◆ DIRECTIONS FOR THIS TASK: Using the lines below, work out the count of those that hold "warn". Give the number only.

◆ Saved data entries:
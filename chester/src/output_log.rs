use std::collections::VecDeque;
use std::fs::OpenOptions;
use std::io::Write;
use std::path::PathBuf;

use tracing::warn;

pub const DEFAULT_CAPACITY: usize = 6;

/// Bounded, append-only debug log owned by the dashboard. The most recent
/// messages stay available for the `log` command while every line goes to
/// the file sink with a timestamp. File append failures are not fatal.
pub struct OutputLog {
    path: PathBuf,
    buffer: VecDeque<String>,
    capacity: usize,
}

impl OutputLog {
    pub fn new(path: PathBuf, capacity: usize) -> Self {
        Self {
            path,
            buffer: VecDeque::with_capacity(capacity),
            capacity,
        }
    }

    pub fn append(&mut self, message: impl Into<String>) {
        let message = message.into();
        self.buffer.push_back(message.clone());
        while self.buffer.len() > self.capacity {
            self.buffer.pop_front();
        }

        let timestamp = chrono::Local::now().format("%Y-%m-%d %H:%M:%S");
        let line = format!("[{timestamp}] {message}\n");
        if let Err(error) = self.write_line(&line) {
            warn!(%error, path = %self.path.display(), "failed to append to the debug log");
        }
    }

    fn write_line(&self, line: &str) -> std::io::Result<()> {
        if let Some(parent) = self.path.parent() {
            std::fs::create_dir_all(parent)?;
        }
        let mut file = OpenOptions::new()
            .create(true)
            .append(true)
            .open(&self.path)?;
        file.write_all(line.as_bytes())
    }

    /// The retained messages, oldest first.
    pub fn lines(&self) -> impl Iterator<Item = &str> {
        self.buffer.iter().map(String::as_str)
    }
}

◆ FINISHED EXERCISE: 2